Thomas Jonglez, éditeur et fondateur de la maison d’édition Jonglez
Établi à Rio depuis 2013, Thomas Jonglez est d’un naturel curieux. De sa curiosité maladive il a fait un métier. Depuis treize ans, il édite des guides qui mènent le lecteur vers les lieux les plus secrets et les plus insolites de chaque ville du monde. Pour le guide sur Rio, comme celui sur Venise, où il a vécu sept ans, Thomas Jonglez a lui-même rédigé une partie des textes. « J’utilise souvent Google Map et des plans aériens de la ville pour dénicher des lieux derrière les façades. Et, surtout, je marche beaucoup et je parle avec les gens. » Polyglotte, il maîtrise le portugais, l’anglais, l’espagnol et l’italien, et avoue des rudiments de japonais et d’indonésien. Ancien de l’Essec, Thomas Jonglez a très tôt contracté le virus du voyage. Juste après l’obtention de son diplôme, il a arpenté l’Amérique du Sud durant sept mois. Après son service militaire, il a repris un aller simple pour Pékin et voyagé dans toute l’Asie. Une fois rentré en France, il a été embauché chez Usinor comme chef de zone export sur l’Amérique du Sud, puis il a créé une société de vente d’acier sur Internet avant de devenir, à 32 ans, directeur  de la stratégie d’Ugine & ALZ. Au bout de quelques années, ne tenant plus en place, il finit par monter sa maison d’édition buissonnière. « Le premier guide de la collection “Insolite et secret”, sorti en 2003, portait sur Bruxelles. Depuis, il y en a eu une quarantaine. Tous véhiculent le même message. Ils disent aux gens “soyez plus attentifs, il y a des merveilles près de chez vous et vous ne les avez pas remarquées”. En ce sens, ils développent un état d’éveil et je les conçois comme des guides spirituels. » N. W.

Arnaud Bughon, cofondateur et directeur général de Rio Exclusive.
Arnaud Bughon, cofondateur et directeur général de Rio Exclusive.

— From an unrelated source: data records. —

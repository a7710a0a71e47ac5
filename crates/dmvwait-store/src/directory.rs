//! Directory persistence: CSV and JSON snapshots plus the GeoJSON layer.

use std::fs::File;
use std::io::BufWriter;
use std::path::Path;

use geojson::{Feature, FeatureCollection};

use dmvwait_geo::EnrichedFacility;
use dmvwait_scraper::FacilityRow;

use crate::StoreError;

/// Column order of the directory CSV. The JSON rendition carries the same
/// fields through [`FacilityRow`]'s declaration order.
pub const DIRECTORY_COLUMNS: [&str; 10] = [
    "place",
    "latitude",
    "longitude",
    "url",
    "address",
    "hours",
    "services",
    "city",
    "state",
    "zip",
];

/// Writes the directory snapshot as CSV.
///
/// `services` is a list in the JSON rendition; the CSV flattens it with
/// `"; "` separators. Absent optional fields become empty cells.
///
/// # Errors
///
/// Returns [`StoreError`] on any I/O or CSV encoding failure.
pub fn write_directory_csv(path: &Path, rows: &[FacilityRow]) -> Result<(), StoreError> {
    let mut writer = csv::Writer::from_path(path).map_err(|e| StoreError::csv(path, e))?;

    writer
        .write_record(DIRECTORY_COLUMNS)
        .map_err(|e| StoreError::csv(path, e))?;

    for row in rows {
        writer
            .write_record([
                row.place.as_deref().unwrap_or(""),
                &optional_number(row.latitude),
                &optional_number(row.longitude),
                &row.url,
                row.address.as_deref().unwrap_or(""),
                &row.hours,
                &row.services.join("; "),
                row.city.as_deref().unwrap_or(""),
                row.state.as_deref().unwrap_or(""),
                row.zip.as_deref().unwrap_or(""),
            ])
            .map_err(|e| StoreError::csv(path, e))?;
    }

    writer.flush().map_err(|e| StoreError::io(path, e))
}

/// Writes the directory snapshot as a JSON record array.
///
/// # Errors
///
/// Returns [`StoreError`] on any I/O or serialization failure.
pub fn write_directory_json(path: &Path, rows: &[FacilityRow]) -> Result<(), StoreError> {
    let file = File::create(path).map_err(|e| StoreError::io(path, e))?;
    serde_json::to_writer_pretty(BufWriter::new(file), rows).map_err(|e| StoreError::json(path, e))
}

/// Reads a previously written directory snapshot. This is the sampler's
/// input: its `url` column is the full set of facilities to visit.
///
/// # Errors
///
/// Returns [`StoreError`] if the file is missing or not a valid record
/// array — the directory is required upstream data for a sampling run.
pub fn read_directory_json(path: &Path) -> Result<Vec<FacilityRow>, StoreError> {
    let body = std::fs::read_to_string(path).map_err(|e| StoreError::io(path, e))?;
    serde_json::from_str(&body).map_err(|e| StoreError::json(path, e))
}

/// Writes the enriched directory as a GeoJSON `FeatureCollection` of Point
/// features (WGS84 longitude/latitude order), carrying the full row schema
/// plus the joined `county` as properties.
///
/// # Errors
///
/// Returns [`StoreError`] on any I/O or serialization failure.
pub fn write_locations_geojson(
    path: &Path,
    enriched: &[EnrichedFacility],
) -> Result<(), StoreError> {
    let features: Vec<Feature> = enriched
        .iter()
        .filter_map(|facility| {
            // Enriched rows always carry coordinates; stay defensive anyway.
            let latitude = facility.row.latitude?;
            let longitude = facility.row.longitude?;

            let mut properties = match serde_json::to_value(&facility.row) {
                Ok(serde_json::Value::Object(map)) => map,
                _ => serde_json::Map::new(),
            };
            properties.insert(
                "county".to_string(),
                serde_json::Value::String(facility.county.clone()),
            );

            Some(Feature {
                bbox: None,
                geometry: Some(geojson::Geometry::new(geojson::Value::Point(vec![
                    longitude, latitude,
                ]))),
                id: None,
                properties: Some(properties),
                foreign_members: None,
            })
        })
        .collect();

    let collection = FeatureCollection {
        bbox: None,
        features,
        foreign_members: None,
    };

    let file = File::create(path).map_err(|e| StoreError::io(path, e))?;
    serde_json::to_writer_pretty(BufWriter::new(file), &collection)
        .map_err(|e| StoreError::json(path, e))
}

fn optional_number(value: Option<f64>) -> String {
    value.map(|v| v.to_string()).unwrap_or_default()
}

// ---------------------------------------------------------------------------
// Tests
// ---------------------------------------------------------------------------
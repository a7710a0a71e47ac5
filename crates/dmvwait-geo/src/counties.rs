//! Loading the county boundary reference layer.

use geo::{Geometry, MultiPolygon};
use geojson::GeoJson;

use crate::GeoError;

/// One named administrative region polygon.
#[derive(Debug, Clone)]
pub struct CountyShape {
    pub name: String,
    pub boundary: MultiPolygon<f64>,
}

/// Parses a GeoJSON `FeatureCollection` of county polygons, keeping only
/// features whose `state_name` property equals `state_filter`.
///
/// Features without a `name`, without a geometry, or with a non-areal
/// geometry are skipped with a warning rather than failing the whole layer.
///
/// # Errors
///
/// Returns [`GeoError`] if `raw` is not valid GeoJSON or is not a
/// `FeatureCollection` — the county reference is required upstream data,
/// so a malformed layer is fatal to the run.
pub fn parse_counties(raw: &str, state_filter: &str) -> Result<Vec<CountyShape>, GeoError> {
    let geojson: GeoJson = raw.parse()?;
    let GeoJson::FeatureCollection(collection) = geojson else {
        return Err(GeoError::NotAFeatureCollection);
    };

    let mut counties = Vec::new();

    for feature in collection.features {
        let state = feature.property("state_name").and_then(|v| v.as_str());
        if state != Some(state_filter) {
            continue;
        }

        let Some(name) = feature
            .property("name")
            .and_then(|v| v.as_str())
            .map(str::to_string)
        else {
            tracing::warn!("county feature without a name property; skipping");
            continue;
        };

        let Some(boundary) = feature.geometry.as_ref().and_then(areal_boundary) else {
            tracing::warn!(county = %name, "county feature without an areal geometry; skipping");
            continue;
        };

        counties.push(CountyShape { name, boundary });
    }

    Ok(counties)
}

/// Converts a GeoJSON geometry into a `MultiPolygon`, accepting both
/// `Polygon` and `MultiPolygon` features.
fn areal_boundary(geometry: &geojson::Geometry) -> Option<MultiPolygon<f64>> {
    match Geometry::<f64>::try_from(geometry.value.clone()).ok()? {
        Geometry::Polygon(polygon) => Some(MultiPolygon(vec![polygon])),
        Geometry::MultiPolygon(multi) => Some(multi),
        _ => None,
    }
}

// ---------------------------------------------------------------------------
// Tests
// ---------------------------------------------------------------------------
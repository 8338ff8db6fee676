//! Pallet grouping and scan verification.
//!
//! For one invoice, cartons are grouped by style and primary colour, each
//! group is numbered, and each distinct item inside a group gets a
//! sub-number. The resulting `<group>.<sub>` label tells the operator which
//! pallet a scanned carton belongs on.

mod error;
pub mod grouping;
pub mod index;
pub mod session;
pub mod verify;

pub use error::{PalletError, Result};
pub use grouping::{GroupOrder, PalletPlan};
pub use index::{ContainerIndex, Lookup, LookupVia};
pub use session::{DEFAULT_HISTORY_CAPACITY, DEFAULT_RECENT_LIMIT, ScanSession, SessionOptions};
pub use verify::{item_info, verify_scan};
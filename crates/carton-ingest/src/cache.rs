//! Process-local cache of a loaded packing list.

use std::sync::Arc;
use std::time::{Duration, Instant};

use tracing::debug;

use crate::error::Result;
use crate::source::{DataSource, SourceLoader};
use crate::table::ShipmentTable;

/// Default cache lifetime (5 minutes).
pub const DEFAULT_CACHE_TTL: Duration = Duration::from_secs(300);

struct CachedTable {
    table: Arc<ShipmentTable>,
    fetched_at: Instant,
}

/// Loads a packing list once and reuses it until the TTL expires.
///
/// Switching invoices re-filters the cached table instead of downloading
/// the sheet again.
pub struct CachedLoader {
    loader: SourceLoader,
    source: DataSource,
    ttl: Duration,
    cache: Option<CachedTable>,
}

impl CachedLoader {
    pub fn new(loader: SourceLoader, source: DataSource) -> Self {
        Self {
            loader,
            source,
            ttl: DEFAULT_CACHE_TTL,
            cache: None,
        }
    }

    #[must_use]
    pub fn with_ttl(mut self, ttl: Duration) -> Self {
        self.ttl = ttl;
        self
    }

    pub fn source(&self) -> &DataSource {
        &self.source
    }

    /// Return the cached table, fetching it when missing, stale, or forced.
    pub fn table(&mut self, force_refresh: bool) -> Result<Arc<ShipmentTable>> {
        if !force_refresh {
            if let Some(cached) = &self.cache {
                if cached.fetched_at.elapsed() < self.ttl {
                    debug!(
                        source = %self.source,
                        age_ms = cached.fetched_at.elapsed().as_millis(),
                        "using cached packing list"
                    );
                    return Ok(Arc::clone(&cached.table));
                }
            }
        }

        let records = self.loader.load_records(&self.source)?;
        let table = Arc::new(ShipmentTable::new(records));
        self.cache = Some(CachedTable {
            table: Arc::clone(&table),
            fetched_at: Instant::now(),
        });
        Ok(table)
    }
}
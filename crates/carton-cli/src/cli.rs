//! CLI argument definitions for the carton segregator.

use std::path::PathBuf;

use clap::{Parser, Subcommand, ValueEnum};
use clap_verbosity_flag::{Verbosity, WarnLevel};
use colorchoice_clap::Color;

#[derive(Parser)]
#[command(
    name = "carton-segregator",
    version,
    about = "Carton Segregator - verify scanned cartons against their pallet group",
    long_about = "Select a shipment invoice (C-INV) from the supplier packing list and scan\n\
                  container barcodes. Each carton is checked against the pallet group\n\
                  derived from its style (VPN) and colour (DIFF_1)."
)]
pub struct Cli {
    #[command(subcommand)]
    pub command: Command,

    /// Adjust log verbosity (-v for info, -vv for debug, -q for errors only).
    #[command(flatten)]
    pub verbosity: Verbosity<WarnLevel>,

    /// Control ANSI color output (auto, always, never).
    #[command(flatten)]
    pub color: Color,

    /// Explicit log level (overrides -v/-q flags).
    #[arg(long = "log-level", value_enum, global = true)]
    pub log_level: Option<LogLevelArg>,

    /// Log output format (pretty for human, json for machine parsing).
    #[arg(
        long = "log-format",
        value_enum,
        default_value = "pretty",
        global = true
    )]
    pub log_format: LogFormatArg,

    /// Write logs to a file instead of stderr.
    #[arg(long = "log-file", value_name = "PATH", global = true)]
    pub log_file: Option<PathBuf>,

    /// Settings file (default: the user config directory's settings.toml).
    #[arg(long = "config", value_name = "PATH", global = true)]
    pub config: Option<PathBuf>,

    /// Concept (brand profile) whose packing list to use.
    #[arg(long = "concept", value_name = "NAME", global = true)]
    pub concept: Option<String>,

    /// Packing list file or URL, overriding the concept's source.
    #[arg(long = "source", value_name = "PATH_OR_URL", global = true)]
    pub source: Option<String>,
}

#[derive(Subcommand)]
pub enum Command {
    /// List configured concepts and their packing list sources.
    Concepts,

    /// List the invoices (C-INV) in the packing list.
    Invoices,

    /// Print the pallet allocation for an invoice.
    Pallets(PalletsArgs),

    /// Verify scanned container codes for an invoice.
    ///
    /// With no codes, reads one code per line from stdin until `:q` or EOF.
    Scan(ScanArgs),
}

#[derive(Parser)]
pub struct PalletsArgs {
    /// Invoice number (C-INVC-NO).
    #[arg(value_name = "C_INV")]
    pub invoice: String,

    /// Output format.
    #[arg(long = "format", value_enum, default_value = "table")]
    pub format: OutputFormatArg,
}

#[derive(Parser)]
pub struct ScanArgs {
    /// Invoice number (C-INVC-NO).
    #[arg(value_name = "C_INV")]
    pub invoice: String,

    /// Container codes to verify. Omit to scan interactively.
    #[arg(value_name = "CODE")]
    pub codes: Vec<String>,

    /// Output format for non-interactive scans.
    #[arg(long = "format", value_enum, default_value = "table")]
    pub format: OutputFormatArg,
}

#[derive(Clone, Copy, PartialEq, Eq, ValueEnum)]
pub enum OutputFormatArg {
    Table,
    Json,
}

/// CLI log level choices.
#[derive(Clone, Copy, ValueEnum)]
pub enum LogLevelArg {
    Error,
    Warn,
    Info,
    Debug,
    Trace,
}

/// CLI log format choices.
#[derive(Clone, Copy, ValueEnum)]
pub enum LogFormatArg {
    Pretty,
    Compact,
    Json,
}
//! The loaded packing list and per-invoice views of it.

use std::cmp::Ordering;
use std::collections::{BTreeMap, BTreeSet};

use serde::Serialize;

use carton_model::ShipmentRecord;

/// All shipment rows of one packing list.
#[derive(Debug, Clone, Default)]
pub struct ShipmentTable {
    records: Vec<ShipmentRecord>,
}

/// An invoice with its carton count, as offered for selection.
#[derive(Debug, Clone, PartialEq, Eq, Serialize)]
pub struct InvoiceSummary {
    pub invoice_no: String,
    /// Distinct containers shipped under the invoice.
    pub cartons: usize,
}

/// The rows of a single invoice.
#[derive(Debug, Clone)]
pub struct InvoiceBatch {
    pub invoice_no: String,
    pub records: Vec<ShipmentRecord>,
}

impl ShipmentTable {
    pub fn new(records: Vec<ShipmentRecord>) -> Self {
        Self { records }
    }

    pub fn records(&self) -> &[ShipmentRecord] {
        &self.records
    }

    pub fn len(&self) -> usize {
        self.records.len()
    }

    pub fn is_empty(&self) -> bool {
        self.records.is_empty()
    }

    /// Distinct invoice numbers in selection order.
    ///
    /// Numeric invoice numbers sort numerically and ahead of alphanumeric ones.
    pub fn invoices(&self) -> Vec<InvoiceSummary> {
        let mut containers: BTreeMap<&str, BTreeSet<String>> = BTreeMap::new();
        for record in &self.records {
            containers
                .entry(record.invoice_no.as_str())
                .or_default()
                .insert(record.scan_code());
        }
        let mut summaries: Vec<InvoiceSummary> = containers
            .into_iter()
            .map(|(invoice_no, codes)| InvoiceSummary {
                invoice_no: invoice_no.to_string(),
                cartons: codes.len(),
            })
            .collect();
        summaries.sort_by(|a, b| compare_invoice(&a.invoice_no, &b.invoice_no));
        summaries
    }

    /// Rows belonging to `invoice_no`, in sheet order.
    pub fn batch(&self, invoice_no: &str) -> Option<InvoiceBatch> {
        let wanted = invoice_no.trim();
        let records: Vec<ShipmentRecord> = self
            .records
            .iter()
            .filter(|record| record.invoice_no == wanted)
            .cloned()
            .collect();
        if records.is_empty() {
            None
        } else {
            Some(InvoiceBatch {
                invoice_no: wanted.to_string(),
                records,
            })
        }
    }
}

impl InvoiceBatch {
    pub fn new(invoice_no: impl Into<String>, records: Vec<ShipmentRecord>) -> Self {
        Self {
            invoice_no: invoice_no.into(),
            records,
        }
    }

    /// Number of distinct containers in the batch.
    pub fn carton_count(&self) -> usize {
        self.records
            .iter()
            .map(ShipmentRecord::scan_code)
            .collect::<BTreeSet<_>>()
            .len()
    }
}

fn compare_invoice(left: &str, right: &str) -> Ordering {
    match (left.parse::<u64>(), right.parse::<u64>()) {
        (Ok(l), Ok(r)) => l.cmp(&r).then_with(|| left.cmp(right)),
        (Ok(_), Err(_)) => Ordering::Less,
        (Err(_), Ok(_)) => Ordering::Greater,
        (Err(_), Err(_)) => left.cmp(right),
    }
}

DR

Arnaud Bughon, cofondateur et directeur général de Rio Exclusive
Dans une vie antérieure, Arnaud Bughon a travaillé pour l’Organisation mondiale du commerce (OMC), à Genève, et pour une banque parisienne. Le jour de ses 30 ans, il a donné sa démission, a tout vendu, puis est parti à Rio. Un an et demi de vacances pour commencer, durant lesquelles il rencontre sa future épouse Juliana Guzman, une Colombienne. En 2007, c’est elle qui a l’idée de redécorer un studio situé à Copacabana pour le louer à des étrangers de passage. Un, puis deux, puis trois… Arnaud et Juliana lancent alors Rio Exclusive, avec pour but de proposer tous les services immobiliers aux expatriés, aux touristes habitués des 5-étoiles et aux riches Brésiliens : location saisonnière ou longue durée, achat, vente… « C’était le bon timing, avec, en point de mire, la Coupe du monde de football 2014 et les JO 2016. » En août, Rio Exclusive logera des spectateurs, des sponsors, des équipes de télé et des chefs d’Etat, et se chargera de toute la logistique (télécoms, sécurité, flotte de voitures, hélicoptères, yachts…). Côté ventes immobilières, Arnaud Bughon affirme que 2016 se présente bien, car les étrangers profitent de l’effondrement du réal. Rio Exclusive les accompagne pour toutes les procédures juridiques et financières grâce à ses 40 collaborateurs. Arnaud Bughon a aussi ouvert des bureaux à São Paulo, à Buzios (une station balnéaire), à Bogota et même à Moscou. Aujourd’hui, il se développe au Mexique, en Argentine, au Costa Rica et au Chili. La crise, il la perçoit surtout lorsque certains Brésiliens lui proposent leur Porsche ou leur Bentley presque neuve à 50 % de son prix… P. P.